Would you please return the lines of the entries below starting at the line that has "pub fn relative(&self)" and ending at the line that has "and anything ending", both included, exactly as they are?

◇ ◇ ◇ ◇ ◇ ◇ ◇

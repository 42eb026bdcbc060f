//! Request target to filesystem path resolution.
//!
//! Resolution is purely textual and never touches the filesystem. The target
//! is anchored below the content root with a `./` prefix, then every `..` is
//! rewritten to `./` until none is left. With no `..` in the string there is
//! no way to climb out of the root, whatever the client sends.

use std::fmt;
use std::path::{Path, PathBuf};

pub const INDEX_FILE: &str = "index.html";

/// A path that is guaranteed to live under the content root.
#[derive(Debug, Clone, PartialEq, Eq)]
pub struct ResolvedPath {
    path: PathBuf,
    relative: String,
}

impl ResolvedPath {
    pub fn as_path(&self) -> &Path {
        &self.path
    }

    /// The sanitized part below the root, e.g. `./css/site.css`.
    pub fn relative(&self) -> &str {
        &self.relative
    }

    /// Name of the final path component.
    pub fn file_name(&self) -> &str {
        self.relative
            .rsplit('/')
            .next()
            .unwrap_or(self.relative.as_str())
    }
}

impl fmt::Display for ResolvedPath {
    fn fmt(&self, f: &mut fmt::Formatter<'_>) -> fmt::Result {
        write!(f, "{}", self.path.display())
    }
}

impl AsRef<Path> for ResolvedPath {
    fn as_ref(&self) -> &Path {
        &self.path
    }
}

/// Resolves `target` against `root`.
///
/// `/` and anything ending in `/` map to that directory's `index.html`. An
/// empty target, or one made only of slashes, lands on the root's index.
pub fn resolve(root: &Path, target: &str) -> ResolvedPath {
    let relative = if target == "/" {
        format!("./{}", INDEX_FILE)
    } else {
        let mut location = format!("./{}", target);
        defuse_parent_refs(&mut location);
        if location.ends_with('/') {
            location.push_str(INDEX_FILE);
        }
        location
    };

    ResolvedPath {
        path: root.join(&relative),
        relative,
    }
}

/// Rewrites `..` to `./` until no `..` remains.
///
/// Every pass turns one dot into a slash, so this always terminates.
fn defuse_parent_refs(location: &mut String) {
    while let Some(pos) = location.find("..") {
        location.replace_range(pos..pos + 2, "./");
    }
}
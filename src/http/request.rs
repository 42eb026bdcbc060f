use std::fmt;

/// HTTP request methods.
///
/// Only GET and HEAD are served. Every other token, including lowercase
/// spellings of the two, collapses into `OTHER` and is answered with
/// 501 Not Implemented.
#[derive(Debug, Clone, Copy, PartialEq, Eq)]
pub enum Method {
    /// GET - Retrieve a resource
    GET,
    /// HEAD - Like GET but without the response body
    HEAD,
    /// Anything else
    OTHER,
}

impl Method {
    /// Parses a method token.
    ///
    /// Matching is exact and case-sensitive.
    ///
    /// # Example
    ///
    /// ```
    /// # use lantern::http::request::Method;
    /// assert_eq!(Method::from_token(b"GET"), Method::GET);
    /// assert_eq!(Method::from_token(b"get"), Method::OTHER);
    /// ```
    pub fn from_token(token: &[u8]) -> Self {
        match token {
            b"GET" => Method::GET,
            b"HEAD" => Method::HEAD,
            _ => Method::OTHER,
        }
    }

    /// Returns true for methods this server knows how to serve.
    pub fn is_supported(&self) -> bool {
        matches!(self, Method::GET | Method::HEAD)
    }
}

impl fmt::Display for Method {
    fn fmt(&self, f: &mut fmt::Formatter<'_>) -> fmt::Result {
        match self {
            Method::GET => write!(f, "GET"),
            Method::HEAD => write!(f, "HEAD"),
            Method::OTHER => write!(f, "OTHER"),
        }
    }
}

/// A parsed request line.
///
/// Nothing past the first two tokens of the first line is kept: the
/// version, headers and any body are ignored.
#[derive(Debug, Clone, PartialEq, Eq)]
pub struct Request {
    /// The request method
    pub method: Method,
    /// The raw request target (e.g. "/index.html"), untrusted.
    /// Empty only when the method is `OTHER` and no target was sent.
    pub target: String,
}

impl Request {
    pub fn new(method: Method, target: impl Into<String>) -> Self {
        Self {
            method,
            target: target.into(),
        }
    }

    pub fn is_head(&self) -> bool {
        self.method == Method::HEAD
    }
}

◇ ◇ ◇ ◇ ◇ ◇ ◇

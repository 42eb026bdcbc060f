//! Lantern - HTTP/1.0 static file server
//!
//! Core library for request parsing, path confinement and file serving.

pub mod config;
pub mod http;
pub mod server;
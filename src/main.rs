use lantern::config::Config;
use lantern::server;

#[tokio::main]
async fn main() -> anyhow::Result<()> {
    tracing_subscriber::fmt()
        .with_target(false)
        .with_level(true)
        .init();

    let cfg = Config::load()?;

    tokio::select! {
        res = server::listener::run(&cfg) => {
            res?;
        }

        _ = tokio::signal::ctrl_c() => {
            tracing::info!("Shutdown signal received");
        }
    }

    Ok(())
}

◇ ◇ ◇ ◇ ◇ ◇ ◇

* **Task solution**
    pub fn relative(&self) -> &str {
        &self.relative
    }

    /// Name of the final path component.
    pub fn file_name(&self) -> &str {
        self.relative
            .rsplit('/')
            .next()
            .unwrap_or(self.relative.as_str())
    }
}

impl fmt::Display for ResolvedPath {
    fn fmt(&self, f: &mut fmt::Formatter<'_>) -> fmt::Result {
        write!(f, "{}", self.path.display())
    }
}

impl AsRef<Path> for ResolvedPath {
    fn as_ref(&self) -> &Path {
        &self.path
    }
}

/// Resolves `target` against `root`.
///
/// `/` and anything ending in `/` map to that directory's `index.html`. An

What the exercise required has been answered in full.